At last week’s Infosecurity Europe conference in London, ESET’s director of malware intelligence addressed a business theater crowd on the topic of “Apple, Security, and the Power of Perception”. What his research shows is the large gap between the perceived threats aimed at Apple products and the reality of just how many potential exploits exist.
“Macs, we have frequently been told for more than 20 years, are not subjected to viruses”, mused Harley. With such a gap between reality and perception existing around the security of one company’s products, it begs the question as to why this reputation exists at all.
As Harley pointed out, it’s really a matter of market share. A recent cybercrime survey conducted by ESET showed that Macs make up substantially less of the market than their PC brethren, which outnumber them 4.6:1 in US household use. This underscores the fact that there is more exploits to be had, and more money to be made, by taking the time to target PCs with viruses and malware.
Perhaps this is why the same ESET survey shows that 57% of Mac users do not employ anti-virus software on their machines, whereas only 8% of PC owners fail to do so. Here, we see that the power of perception at its strongest, as Mac users believe their platform to be “safe enough already”, without the need for additional security protection.
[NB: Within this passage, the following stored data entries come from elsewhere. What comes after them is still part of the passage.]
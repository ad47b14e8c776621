// ─────────────────────────────────────────────────────────────────────
// SCPN BioCalc — Emission Factors
// © 1998–2026 Miroslav Šotek. All rights reserved.
// Contact: www.anulum.li | protoscience@anulum.li
// ORCID: https://orcid.org/0009-0009-3560-0851
// License: GNU AGPL v3 | Commercial licensing available
// ─────────────────────────────────────────────────────────────────────
//! Tabulated emission factors and the immutable lookup table over them.
//!
//! Every factor the engine consults has a literature default in [`defaults`],
//! so an incomplete table degrades to the reference values instead of failing
//! a calculation.

use crate::error::BioResult;
use serde::{Deserialize, Serialize};
use std::collections::BTreeMap;

/// Well-known factor names consumed by the phase calculators.
pub mod names {
    pub const ELECTRICITY_GRID: &str = "electricity_grid";
    pub const DIESEL: &str = "diesel";
    pub const GASOLINE: &str = "gasoline";
    pub const NATURAL_GAS: &str = "natural_gas";
    pub const TRANSPORT_ROAD: &str = "transport_road";
    pub const TRANSPORT_MARITIME: &str = "transport_maritime";
    pub const TRANSPORT_RAIL: &str = "transport_rail";
    pub const FERTILIZER_N: &str = "fertilizer_n";
    pub const FERTILIZER_P: &str = "fertilizer_p";
    pub const FERTILIZER_K: &str = "fertilizer_k";
    pub const PESTICIDE: &str = "pesticide";
    pub const PROCESS_WATER: &str = "process_water";
    pub const COMBUSTION: &str = "combustion";
    pub const FOSSIL_REFERENCE_CI: &str = "fossil_reference_ci";
}

/// Literature fallback values, one per factor the engine consults.
pub mod defaults {
    /// Average Brazilian grid mix (gCO2/kWh).
    pub const ELECTRICITY_GRID: f64 = 95.0;

    /// Diesel combustion (gCO2/L).
    pub const DIESEL: f64 = 2680.0;

    /// Gasoline combustion (gCO2/L).
    pub const GASOLINE: f64 = 2300.0;

    /// Natural gas combustion (gCO2/m3).
    pub const NATURAL_GAS: f64 = 2020.0;

    /// Diesel lower heating value (MJ/L), used to derive the thermal
    /// energy proxy factor gCO2/MJ = DIESEL / DIESEL_ENERGY_DENSITY.
    pub const DIESEL_ENERGY_DENSITY_MJ_PER_L: f64 = 38.0;

    /// Road freight (gCO2/tkm).
    pub const TRANSPORT_ROAD: f64 = 62.0;

    /// Maritime freight (gCO2/tkm).
    pub const TRANSPORT_MARITIME: f64 = 8.5;

    /// Rail freight (gCO2/tkm).
    pub const TRANSPORT_RAIL: f64 = 22.0;

    /// Nitrogen fertilizer production (gCO2/kg).
    pub const FERTILIZER_N: f64 = 6540.0;

    /// Phosphate fertilizer production (gCO2/kg).
    pub const FERTILIZER_P: f64 = 1200.0;

    /// Potassium fertilizer production (gCO2/kg).
    pub const FERTILIZER_K: f64 = 630.0;

    /// Average pesticide production (gCO2/kg).
    pub const PESTICIDE: f64 = 10000.0;

    /// Water treatment and supply (gCO2/m3).
    pub const PROCESS_WATER: f64 = 0.36;

    /// Counted combustion factor for biomass (gCO2/MJ). Biogenic CO2 is
    /// climate-neutral under steady-state regrowth, hence 0.
    pub const COMBUSTION: f64 = 0.0;

    /// Biogenic CO2 released per kg of biomass burned (kgCO2/kg),
    /// reported separately and never summed into totals.
    pub const BIOGENIC_CO2_PER_KG: f64 = 1.84;

    /// Fossil reference carbon intensity (gCO2/MJ).
    pub const FOSSIL_REFERENCE_CI: f64 = 85.0;
}

/// One tabulated emission factor with its unit and bibliographic source.
#[derive(Debug, Clone, PartialEq, Serialize, Deserialize)]
pub struct EmissionFactor {
    pub name: String,
    pub value: f64,
    pub unit: String,
    pub source: String,
}

impl EmissionFactor {
    pub fn new(name: &str, value: f64, unit: &str, source: &str) -> Self {
        EmissionFactor {
            name: name.to_string(),
            value,
            unit: unit.to_string(),
            source: source.to_string(),
        }
    }
}

/// Immutable name -> factor table, loaded once per engine instance.
#[derive(Debug, Clone, PartialEq, Default, Serialize, Deserialize)]
pub struct FactorTable {
    factors: BTreeMap<String, EmissionFactor>,
}

impl FactorTable {
    /// Build from any iterable of factor rows. A later row with the same
    /// name replaces the earlier one.
    pub fn from_rows<I>(rows: I) -> Self
    where
        I: IntoIterator<Item = EmissionFactor>,
    {
        let mut factors = BTreeMap::new();
        for row in rows {
            factors.insert(row.name.clone(), row);
        }
        FactorTable { factors }
    }

    /// Load from a JSON array of factor rows.
    pub fn from_file(path: &str) -> BioResult<Self> {
        let contents = std::fs::read_to_string(path)?;
        let rows: Vec<EmissionFactor> = serde_json::from_str(&contents)?;
        Ok(Self::from_rows(rows))
    }

    /// The full reference table of literature values, matching
    /// `data/emission_factors.json`.
    pub fn reference() -> Self {
        Self::from_rows([
            EmissionFactor::new(
                names::ELECTRICITY_GRID,
                defaults::ELECTRICITY_GRID,
                "gCO2/kWh",
                "Average BR grid mix",
            ),
            EmissionFactor::new(names::DIESEL, defaults::DIESEL, "gCO2/L", "IPCC"),
            EmissionFactor::new(names::GASOLINE, defaults::GASOLINE, "gCO2/L", "IPCC"),
            EmissionFactor::new(names::NATURAL_GAS, defaults::NATURAL_GAS, "gCO2/m3", "IPCC"),
            EmissionFactor::new(
                names::TRANSPORT_ROAD,
                defaults::TRANSPORT_ROAD,
                "gCO2/tkm",
                "Ecoinvent",
            ),
            EmissionFactor::new(
                names::TRANSPORT_MARITIME,
                defaults::TRANSPORT_MARITIME,
                "gCO2/tkm",
                "Ecoinvent",
            ),
            EmissionFactor::new(
                names::TRANSPORT_RAIL,
                defaults::TRANSPORT_RAIL,
                "gCO2/tkm",
                "Ecoinvent",
            ),
            EmissionFactor::new(names::FERTILIZER_N, defaults::FERTILIZER_N, "gCO2/kg", "IPCC"),
            EmissionFactor::new(names::FERTILIZER_P, defaults::FERTILIZER_P, "gCO2/kg", "IPCC"),
            EmissionFactor::new(names::FERTILIZER_K, defaults::FERTILIZER_K, "gCO2/kg", "IPCC"),
            EmissionFactor::new(
                names::PESTICIDE,
                defaults::PESTICIDE,
                "gCO2/kg",
                "Ecoinvent average",
            ),
            EmissionFactor::new(
                names::PROCESS_WATER,
                defaults::PROCESS_WATER,
                "gCO2/m3",
                "Ecoinvent BR",
            ),
            EmissionFactor::new(
                names::COMBUSTION,
                defaults::COMBUSTION,
                "gCO2/MJ",
                "Biogenic (CF=0)",
            ),
            EmissionFactor::new(
                names::FOSSIL_REFERENCE_CI,
                defaults::FOSSIL_REFERENCE_CI,
                "gCO2/MJ",
                "RenovaCalc weighted average",
            ),
        ])
    }

    pub fn get(&self, name: &str) -> Option<&EmissionFactor> {
        self.factors.get(name)
    }

    /// Factor value, or the caller-supplied literature default when the
    /// table does not carry the name. Missing factors never fail a
    /// calculation; the fallback is logged for traceability.
    pub fn value_or(&self, name: &str, default: f64) -> f64 {
        match self.factors.get(name) {
            Some(factor) => factor.value,
            None => {
                log::debug!("factor '{name}' not tabulated, using literature default {default}");
                default
            }
        }
    }

    pub fn names(&self) -> impl Iterator<Item = &str> {
        self.factors.keys().map(String::as_str)
    }

    pub fn len(&self) -> usize {
        self.factors.len()
    }

    pub fn is_empty(&self) -> bool {
        self.factors.is_empty()
    }
}

#[cfg(test)]
mod tests {
    use super::*;
    use std::path::PathBuf;

    /// CARGO_MANIFEST_DIR points to crates/biocalc-types/ at compile time,
    /// so go up 2 levels to reach the workspace root.
    fn data_path(relative: &str) -> String {
        PathBuf::from(env!("CARGO_MANIFEST_DIR"))
            .join("..")
            .join("..")
            .join("data")
            .join(relative)
            .to_string_lossy()
            .to_string()
    }

    #[test]
    fn test_reference_table_contents() {
        let table = FactorTable::reference();
        assert_eq!(table.len(), 14);
        let road = table.get(names::TRANSPORT_ROAD).unwrap();
        assert!((road.value - 62.0).abs() < 1e-12);
        assert_eq!(road.unit, "gCO2/tkm");
    }

    #[test]
    fn test_value_or_falls_back_on_missing() {
        let table = FactorTable::from_rows([]);
        assert!((table.value_or(names::DIESEL, defaults::DIESEL) - 2680.0).abs() < 1e-12);
        assert!(table.is_empty());
    }

    #[test]
    fn test_from_rows_last_write_wins() {
        let table = FactorTable::from_rows([
            EmissionFactor::new("x", 1.0, "g", "a"),
            EmissionFactor::new("x", 2.0, "g", "b"),
        ]);
        assert_eq!(table.len(), 1);
        assert!((table.value_or("x", 0.0) - 2.0).abs() < 1e-12);
    }

    #[test]
    fn test_load_reference_file() {
        let table = FactorTable::from_file(&data_path("emission_factors.json")).unwrap();
        assert_eq!(table, FactorTable::reference());
    }

    #[test]
    fn test_roundtrip_serialization() {
        let table = FactorTable::reference();
        let json = serde_json::to_string(&table).unwrap();
        let table2: FactorTable = serde_json::from_str(&json).unwrap();
        assert_eq!(table, table2);
    }
}
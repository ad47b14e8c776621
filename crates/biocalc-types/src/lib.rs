// ─────────────────────────────────────────────────────────────────────
// SCPN BioCalc — BioCalc Types
// © 1998–2026 Miroslav Šotek. All rights reserved.
// Contact: www.anulum.li | protoscience@anulum.li
// ORCID: https://orcid.org/0009-0009-3560-0851
// License: GNU AGPL v3 | Commercial licensing available
// ─────────────────────────────────────────────────────────────────────
pub mod biomass;
pub mod error;
pub mod factors;
pub mod input;
pub mod result;
pub mod validation;
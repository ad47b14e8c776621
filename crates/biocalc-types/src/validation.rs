//! Accumulated validation output, reported back to the caller wholesale.

use serde::{Deserialize, Serialize};
use std::fmt;

/// Per-area error lists. Empty lists mean the area passed.
#[derive(Debug, Clone, PartialEq, Default, Serialize, Deserialize)]
pub struct ValidationReport {
    pub biomass: Vec<String>,
    pub agricultural: Vec<String>,
    pub industrial: Vec<String>,
    pub distribution: Vec<String>,
    pub combustion: Vec<String>,
}

impl ValidationReport {
    pub fn is_valid(&self) -> bool {
        self.error_count() == 0
    }

    pub fn error_count(&self) -> usize {
        self.areas().map(|(_, errors)| errors.len()).sum()
    }

    /// (area, errors) pairs in canonical order.
    pub fn areas(&self) -> impl Iterator<Item = (&'static str, &[String])> {
        [
            ("biomass", self.biomass.as_slice()),
            ("agricultural", self.agricultural.as_slice()),
            ("industrial", self.industrial.as_slice()),
            ("distribution", self.distribution.as_slice()),
            ("combustion", self.combustion.as_slice()),
        ]
        .into_iter()
    }
}

impl fmt::Display for ValidationReport {
    fn fmt(&self, f: &mut fmt::Formatter<'_>) -> fmt::Result {
        let mut first = true;
        for (area, errors) in self.areas() {
            for error in errors {
                if !first {
                    write!(f, "; ")?;
                }
                write!(f, "{area}: {error}")?;
                first = false;
            }
        }
        if first {
            write!(f, "no errors")?;
        }
        Ok(())
    }
}
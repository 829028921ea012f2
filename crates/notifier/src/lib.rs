// In crates/notifier/src/lib.rs

use std::sync::Arc;

use async_trait::async_trait;
use core_types::{NewNotification, Notification, Signal, Symbol};
use rust_decimal::Decimal;

pub mod error;
pub mod memory;
pub mod postgres;

// Re-export public types
pub use error::{Error, Result};
pub use memory::InMemorySink;
pub use postgres::PostgresSink;

/// Scale at which prices are stored (`numeric(26, 8)`).
pub const PRICE_SCALE: u32 = 8;

/// The universal interface for durable notification storage.
///
/// A sink either stores the notification and returns it with its assigned
/// `id` and `created_at`, or reports `Error::PersistenceFailure`. It never
/// drops a write silently and never updates or deletes existing rows.
#[async_trait]
pub trait NotificationSink: Send + Sync {
    /// The name of the sink (e.g., "Postgres", "InMemory").
    fn name(&self) -> &'static str;

    async fn persist(&self, notification: NewNotification) -> Result<Notification>;
}

/// Turns detected crossovers into persisted notifications.
#[derive(Clone)]
pub struct SignalNotifier {
    sink: Arc<dyn NotificationSink>,
}

impl SignalNotifier {
    pub fn new(sink: Arc<dyn NotificationSink>) -> Self {
        Self { sink }
    }

    pub fn sink_name(&self) -> &'static str {
        self.sink.name()
    }

    /// Builds and persists one notification.
    ///
    /// The price is rounded to the stored scale before the write, so the
    /// returned record matches what a later read of the store yields.
    pub async fn record_signal(
        &self,
        asset: &Symbol,
        signal: Signal,
        price_at_signal: Decimal,
        indicator: &str,
        reason: &str,
    ) -> Result<Notification> {
        if asset.0.trim().is_empty() {
            return Err(Error::InvalidNotification { reason: "asset is empty".into() });
        }
        if indicator.trim().is_empty() {
            return Err(Error::InvalidNotification { reason: "indicator is empty".into() });
        }

        let new = NewNotification {
            asset: asset.0.clone(),
            signal,
            price_at_signal: price_at_signal.round_dp(PRICE_SCALE),
            indicator: indicator.to_string(),
            reason: reason.to_string(),
        };

        let notification = self.sink.persist(new).await?;
        tracing::info!(
            id = notification.id,
            asset = %notification.asset,
            signal = %notification.signal,
            price = %notification.price_at_signal,
            sink = self.sink.name(),
            "Recorded crossover notification."
        );
        Ok(notification)
    }
}
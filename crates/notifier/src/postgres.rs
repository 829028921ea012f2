// In crates/notifier/src/postgres.rs

use async_trait::async_trait;
use core_types::{NewNotification, Notification};
use database::Db;

use crate::{Error, NotificationSink, Result};

/// Persists notifications into the `notification` table.
#[derive(Debug, Clone)]
pub struct PostgresSink {
    db: Db,
}

impl PostgresSink {
    pub fn new(db: Db) -> Self {
        Self { db }
    }
}

#[async_trait]
impl NotificationSink for PostgresSink {
    fn name(&self) -> &'static str {
        "Postgres"
    }

    async fn persist(&self, notification: NewNotification) -> Result<Notification> {
        self.db
            .insert_notification(&notification)
            .await
            .map_err(|e| Error::PersistenceFailure {
                sink: self.name(),
                reason: e.to_string(),
            })
    }
}
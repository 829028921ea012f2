// In crates/api-client/src/types.rs

use reqwest::Client;
use serde::Deserialize;

/// The client for the Binance spot market-data REST API.
#[derive(Debug, Clone)]
pub struct ApiClient {
    /// The persistent HTTP client.
    pub http_client: Client,
    /// Optional API key, sent as `X-MBX-APIKEY` when present.
    pub api_key: Option<String>,
    /// The base URL for the Binance spot API (e.g., "https://api.binance.com").
    pub base_url: String,
}

/// Temporary struct to deserialize the kline response from Binance,
/// which is a JSON array of mixed types.
#[derive(Debug, Deserialize)]
pub struct RawKline(
    pub i64,         // 0: Open time
    pub String,      // 1: Open
    pub String,      // 2: High
    pub String,      // 3: Low
    pub String,      // 4: Close
    pub String,      // 5: Volume
    pub i64,         // 6: Close time
    pub String,      // 7: Quote asset volume
    pub i64,         // 8: Number of trades
    pub String,      // 9: Taker buy base asset volume
    pub String,      // 10: Taker buy quote asset volume
    pub String,      // 11: Ignore
);

/// The error object Binance returns instead of data (e.g., for an unknown symbol).
#[derive(Debug, Deserialize)]
pub struct ApiErrorBody {
    pub code: i64,
    pub msg: String,
}
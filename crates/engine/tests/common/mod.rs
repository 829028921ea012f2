//! Shared fakes for the scanner and scheduler tests.

#![allow(dead_code)]

use std::collections::HashMap;
use std::sync::atomic::{AtomicUsize, Ordering};
use std::sync::{Arc, Mutex};
use std::time::Duration;

use api_client::MarketDataSource;
use app_config::types::ScannerSettings;
use async_trait::async_trait;
use core_types::Symbol;
use engine::MarketScanner;
use indicators::MACrossover;
use indicators::types::MACrossoverSettings;
use notifier::{InMemorySink, SignalNotifier};
use rust_decimal::Decimal;

/// What the fake provider answers for one symbol.
#[derive(Clone)]
pub enum Answer {
    Closes(Vec<Decimal>),
    Fail,
    Hang,
}

/// An in-memory market-data provider that records every request.
#[derive(Default)]
pub struct FakeSource {
    answers: HashMap<String, Answer>,
    calls: Mutex<Vec<Symbol>>,
    in_flight: AtomicUsize,
    max_in_flight: AtomicUsize,
}

impl FakeSource {
    pub fn new() -> Self {
        Self::default()
    }

    pub fn with(mut self, symbol: &str, answer: Answer) -> Self {
        self.answers.insert(symbol.to_string(), answer);
        self
    }

    pub fn calls(&self) -> Vec<String> {
        self.calls.lock().unwrap().iter().map(|s| s.0.clone()).collect()
    }

    pub fn max_in_flight(&self) -> usize {
        self.max_in_flight.load(Ordering::SeqCst)
    }
}

#[async_trait]
impl MarketDataSource for FakeSource {
    fn name(&self) -> &'static str {
        "Fake"
    }

    async fn fetch_closes(
        &self,
        symbol: &Symbol,
        _interval: &str,
        _limit: u16,
    ) -> api_client::Result<Vec<Decimal>> {
        self.calls.lock().unwrap().push(symbol.clone());
        let now = self.in_flight.fetch_add(1, Ordering::SeqCst) + 1;
        self.max_in_flight.fetch_max(now, Ordering::SeqCst);

        // Give any concurrent caller a chance to interleave.
        tokio::time::sleep(Duration::from_millis(10)).await;

        let answer = self.answers.get(&symbol.0).cloned().unwrap_or(Answer::Fail);
        let result = match answer {
            Answer::Closes(closes) => Ok(closes),
            Answer::Fail => Err(api_client::Error::ApiError {
                code: -1121,
                msg: "Invalid symbol.".into(),
            }),
            Answer::Hang => {
                tokio::time::sleep(Duration::from_secs(3600)).await;
                Ok(Vec::new())
            }
        };

        self.in_flight.fetch_sub(1, Ordering::SeqCst);
        result
    }
}

/// 25 closes engineered so that SMA(9) crosses above SMA(21) on the last candle only:
/// a steady decline from 100 to 77, then a jump to 200.
pub fn bullish_series() -> Vec<Decimal> {
    let mut closes: Vec<Decimal> = (0..24).map(|i| Decimal::from(100 - i)).collect();
    closes.push(Decimal::from(200));
    closes
}

/// A steady rise with no crossing in the last two candles.
pub fn quiet_series() -> Vec<Decimal> {
    (0..100).map(|i| Decimal::from(1000 + i)).collect()
}

pub fn settings(assets: &[&str]) -> ScannerSettings {
    ScannerSettings {
        assets: assets.iter().map(|a| Symbol::from(*a)).collect(),
        fetch_timeout_secs: 5,
        ..ScannerSettings::default()
    }
}

pub fn scanner(
    assets: &[&str],
    source: Arc<FakeSource>,
    sink: Arc<InMemorySink>,
) -> MarketScanner {
    let strategy = MACrossover::new(MACrossoverSettings::default()).unwrap();
    MarketScanner::new(
        &settings(assets),
        source,
        Arc::new(strategy),
        SignalNotifier::new(sink),
    )
}
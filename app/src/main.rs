// In app/src/main.rs

use std::sync::Arc;

use anyhow::Result;
use app_config::Settings;
use clap::{Parser, Subcommand};
use core_types::Notification;
use engine::{CycleReport, IntervalTicker, MarketScanner, ScanScheduler};
use indicators::MACrossover;
use notifier::{InMemorySink, NotificationSink, PostgresSink, SignalNotifier};
use tracing_subscriber::prelude::*;

// --- Command-Line Interface Definition ---

#[derive(Parser, Debug)]
#[command(
    author,
    version,
    about,
    long_about = "Scans a fixed set of Binance spot markets for moving-average crossovers and records buy/sell signals."
)]
struct Cli {
    #[command(subcommand)]
    command: Commands,
}

#[derive(Subcommand, Debug)]
enum Commands {
    /// Runs the periodic scanner together with the web server until Ctrl-C.
    Run,

    /// Runs a single scan cycle over the configured assets and exits.
    Scan {
        /// Keep signals in memory instead of writing them to the database.
        #[arg(long)]
        dry_run: bool,
    },

    /// Prints the most recent stored notifications.
    Notifications {
        /// How many notifications to show.
        #[arg(short, long, default_value_t = 20)]
        limit: u32,
    },
}

// --- Main Application Entry Point ---

#[tokio::main]
async fn main() -> Result<()> {
    // Load environment variables from a .env file, if it exists.
    dotenvy::dotenv().ok();

    // Parse command-line arguments.
    let cli = Cli::parse();

    // Settings come first: the log level lives in them.
    let settings = app_config::load_settings()?;
    init_tracing(&settings.app.log_level);

    tracing::info!(environment = %settings.app.environment, "Starting market scanner application");

    // Match on the parsed command and call the appropriate handler.
    match cli.command {
        Commands::Run => run_app(settings).await?,
        Commands::Scan { dry_run } => handle_scan(settings, dry_run).await?,
        Commands::Notifications { limit } => handle_notifications(settings, limit).await?,
    }

    tracing::info!("Market scanner application has finished successfully.");

    Ok(())
}

fn init_tracing(log_level: &str) {
    let default_level = log_level.parse::<tracing::Level>().unwrap_or(tracing::Level::INFO);
    let fmt_layer = tracing_subscriber::fmt::layer().with_filter(
        tracing_subscriber::filter::Targets::new()
            .with_target("sqlx::query", tracing::Level::WARN) // Disable sqlx query debug logs
            .with_default(default_level),
    );
    tracing_subscriber::registry().with(fmt_layer).init();

    if log_level.parse::<tracing::Level>().is_err() {
        tracing::warn!(log_level, "Unknown log level in settings; falling back to INFO.");
    }
}

/// Wires the data source, strategy and notifier into a scanner.
fn build_scanner(settings: &Settings, sink: Arc<dyn NotificationSink>) -> Result<MarketScanner> {
    let api_client = api_client::new(&settings.binance)?;
    let strategy = MACrossover::new(settings.strategies.ma_crossover)?;

    Ok(MarketScanner::new(
        &settings.scanner,
        Arc::new(api_client),
        Arc::new(strategy),
        SignalNotifier::new(sink),
    ))
}

// --- "Run" Subcommand Logic ---

/// Starts the scan scheduler and the web server.
/// Runs until Ctrl-C or until the web server terminates.
async fn run_app(settings: Settings) -> Result<()> {
    // --- 1. Initialization ---
    let db = database::connect(&settings.database).await?;
    tracing::info!("Database connection established and migrations are up-to-date.");

    // --- 2. Component Instantiation ---
    let sink = Arc::new(PostgresSink::new(db.clone()));
    let scanner = Arc::new(build_scanner(&settings, sink)?);

    tracing::info!(
        assets = scanner.assets().len(),
        scan_interval_secs = settings.scanner.scan_interval_secs,
        interval = %settings.scanner.interval,
        "Scanner configured."
    );

    // --- 3. Launch Concurrent Tasks ---
    let scheduler =
        ScanScheduler::new(scanner, IntervalTicker::new(settings.scanner.scan_interval())).start();

    let server_handle = tokio::spawn(web_server::run(settings.server.clone(), db));

    // Wait for either a shutdown request or the web server to die.
    let outcome = tokio::select! {
        signal = tokio::signal::ctrl_c() => {
            signal?;
            tracing::info!("Shutdown requested; waiting for the running scan cycle to finish.");
            Ok(())
        }
        server_result = server_handle => {
            tracing::error!(?server_result, "Web server task has terminated unexpectedly.");
            Err(anyhow::anyhow!("The web server terminated. Shutting down."))
        }
    };

    scheduler.stop().await;
    outcome
}

// --- "Scan" Subcommand Logic ---

/// Runs one cycle and prints what it found.
async fn handle_scan(settings: Settings, dry_run: bool) -> Result<()> {
    let sink: Arc<dyn NotificationSink> = if dry_run {
        tracing::info!("Dry run: signals are kept in memory only.");
        Arc::new(InMemorySink::new())
    } else {
        let db = database::connect(&settings.database).await?;
        Arc::new(PostgresSink::new(db))
    };

    let scanner = build_scanner(&settings, sink)?;
    let report = scanner.run_cycle().await;
    print_report(&report);

    Ok(())
}

fn print_report(report: &CycleReport) {
    println!("\n--- Scan Cycle Complete ---");
    println!(
        "Scanned: {} | Signals: {} | Skipped: {} | Took: {:.1?}",
        report.scanned,
        report.notifications.len(),
        report.failures.len(),
        report.duration
    );

    if !report.notifications.is_empty() {
        println!("\nSignals:");
        for notification in &report.notifications {
            print_notification(notification);
        }
    }

    if !report.failures.is_empty() {
        println!("\nSkipped assets:");
        for failure in &report.failures {
            println!("  - {} [{}]: {}", failure.asset, failure.stage, failure.error);
        }
    }
}

fn print_notification(notification: &Notification) {
    println!(
        "  #{} {} {} {} @ {} ({})",
        notification.id,
        notification.created_at.format("%Y-%m-%d %H:%M:%S"),
        notification.asset,
        notification.signal.as_str().to_uppercase(),
        notification.price_at_signal,
        notification.indicator
    );
    println!("      {}", notification.reason);
}

// --- "Notifications" Subcommand Logic ---

async fn handle_notifications(settings: Settings, limit: u32) -> Result<()> {
    let db = database::connect(&settings.database).await?;
    let notifications = db.get_recent_notifications(limit).await?;

    if notifications.is_empty() {
        println!("No notifications recorded yet.");
        return Ok(());
    }

    println!("--- Latest {} Notifications ---", notifications.len());
    for notification in &notifications {
        print_notification(notification);
    }

    Ok(())
}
In addition, more than half of PC users in the US believe their machines to be “very” or “extremely” vulnerable to cybercrime attacks, whereas only 20% of Mac owners thought their computer was likely this vulnerable to attack. As the ESET report astutely points out, “perception is that Macs are safer than PCs...despite the reality that there is no significant difference between the two platforms”.
Still, as Harley noted, “any computer user who believes [their] system is so safe that they don’t have to care about security is prime material for exploitation by social engineering”. He believes it will take a highly publicized disaster affecting Mac users before this false sense of security is broken and users rush to employ anti-virus software on their Macs.
Harley said there are quite a few Mac-related viruses available for deployment by the black hat underground, “but their effectiveness is largely limited to pre-OS 10 platforms” he added. “It’s debatable, or at least a matter of definition, as to whether there are any OS 10 viruses. But that only matters if you think only computer viruses matter”.
Regardless, as Harley correctly observed, more Mac exploits are available now than ever before. These include, among others, rootkits, keyloggers, DNS changers, trojan download and installation, rogue security software, and adware.
“There is no unequivocal need for anti-virus on every Mac” said Harley – surely to the consternation of ESET’s marketing and sales departments – “but there are vulnerabilities”.